Growth in the South: Resilience, Decoupling, Recoupling

Yilmaz Akyuz

Rapid acceleration of growth in developing countries (DCs) and the widening of their growth gap with advanced economies (AEs) before the outbreak of the global financial crisis were widely interpreted as decoupling of the South from the North.  In the early days of the crisis, there were also widespread expectations that growth in the South would be little affected by the difficulties facing AEs.  In fact, DCs slowed considerably in 2009 as a result of contraction of exports to AEs and financial contagion.  However, they recovered rapidly, with growth rates in 2010-11 matching or exceeding the levels seen before the crisis, while recovery in the US has remained weak and erratic, and Europe has gone into a second dip.  This has again revived the decoupling thesis, notwithstanding the sharp slowdown in many major DCs over the course of the current year.

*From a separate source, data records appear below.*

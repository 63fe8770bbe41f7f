//! Error taxonomy for tree operations.
//!
//! Every error here is a deterministic consequence of a caller-supplied key
//! or position and is reported synchronously. Nothing is transient and
//! nothing is retried.

/// Result type for tree operations.
pub type Result<T> = core::result::Result<T, TreeError>;

/// Errors surfaced by the tree and its adapters.
#[derive(Debug, Clone, Copy, PartialEq, Eq, thiserror::Error)]
pub enum TreeError {
    /// Keyed lookup on a key that is not present.
    #[error("key not found")]
    KeyNotFound,

    /// Dereference of the past-the-end position, which carries no element.
    #[error("position is past the end")]
    OutOfBounds,

    /// The container already holds `max_size()` elements; raised before any
    /// allocation is attempted.
    #[error("capacity exceeded")]
    CapacityExceeded,
}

This change of sentiment about decoupling reflects lack of sound knowledge and understanding of the evolution of growth fundamentals in DCs and their global linkages.  In an earlier IMF Working Paper Kose, Otrok and Prasad (2008) analysed global business cycles and found decoupling between DCs and AEs, but increased coupling within each group.  Wälti (2009) challenged this and argued that assessment of decoupling should not be based on actual growth rates but deviations from trend (or potential output). On that basis there is no decrease in the synchronicity between DCs and AEs.  Rose (2009) came to broadly the same conclusion, while Yeyati (2009) showed that in fact the 2000s witnessed an increase in the correlations of DCs and G7 cycles.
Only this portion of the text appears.